🚀 Composer v0.11.0

Composer v0.11.0 is released! Install via pip:

pip install --upgrade mosaicml==0.11.0

New Features

🧰 FSDP Beta Support

Composer now supports PyTorch FSDP! PyTorch FSDP is a strategy for distributed training, similar to PyTorch DDP, that distributes work using data-parallelism only. On top of this, FSDP uses model, gradient, and optimizer sharding to dramatically reduce device memory requirements, and enables users to easily scale and train large models.

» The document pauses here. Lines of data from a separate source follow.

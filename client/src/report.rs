//! Result table

use fragprobe_probe::Candidate;
use std::fmt::Write;

/// Render probe results, one row per candidate
pub fn render_table(candidates: &[Candidate]) -> String {
    let mut out = String::new();
    let _ = writeln!(out, "{:<40} {:>12} {:>14}", "IP Address", "Latency (ms)", "Speed (MB/s)");
    for candidate in candidates {
        let _ = writeln!(
            out,
            "{:<40} {:>12.2} {:>14.2}",
            candidate.ip.to_string(),
            candidate.latency.as_secs_f64() * 1000.0,
            candidate.speed_mb()
        );
    }
    out
}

Here's how easy it is to use FSDP with Composer:

import torch.nn as nn
from composer import Trainer

class Block (nn.Module):
    ...

# Your custom model
class Model(nn.Module):
    def __init__(self, n_layers):
        super().__init__()
        self.blocks = nn.ModuleList([
            Block(...) for _ in range(n_layers)
        ]),
        self.head = nn.Linear(...)
    def forward(self, inputs):
        ...

    # FSDP Wrap Function
    def fsdp_wrap_fn(self, module):
        return isinstance(module, Block)

    # Activation Checkpointing Function
    def activation_checkpointing_fn(self, module):
        return isinstance(module, Block)

# ComposerModel wrapper, used by the Trainer
# to compute loss, metrics, etc.
class MyComposerModel(ComposerModel):

    def __init__(self, n_layers):
        super().__init__()
        self.model = Model(n_layers)
        ...

    def forward(self, batch):
        ...

    def eval_forward(self, batch, outputs=None):
        ...

    def loss(self, outputs, batch):
        ...

# Pass your ComposerModel and fsdp_config into the Trainer
composer_model = MyComposerModel(n_layers=3)
fsdp_config = {
    'sharding_strategy': 'FULL_SHARD',
    'min_params': 1e8,
    'cpu_offload': False, # Not supported yet
    'mixed_precision': 'DEFAULT',
    'backward_prefetch': 'BACKWARD_POST',
    'activation_checkpointing': False,
    'activation_cpu_offload': False,
    'verbose': True
}

trainer = Trainer(
    model=composer_model,
    fsdp_config=fsdp_config,
    ...
)

trainer.fit()

For more information, please see our FSDP docs.

🚰 Streaming v0.1

We've spun off Streaming datasets into it's own repository! Streaming datasets is a high-performance drop-in for Torch IterableDataset, enabling users to stream training data from cloud based object stores. Streaming is shipping with built-in support for popular open source datasets (ADE20K, C4, COCO, Enwiki, ImageNet, etc.)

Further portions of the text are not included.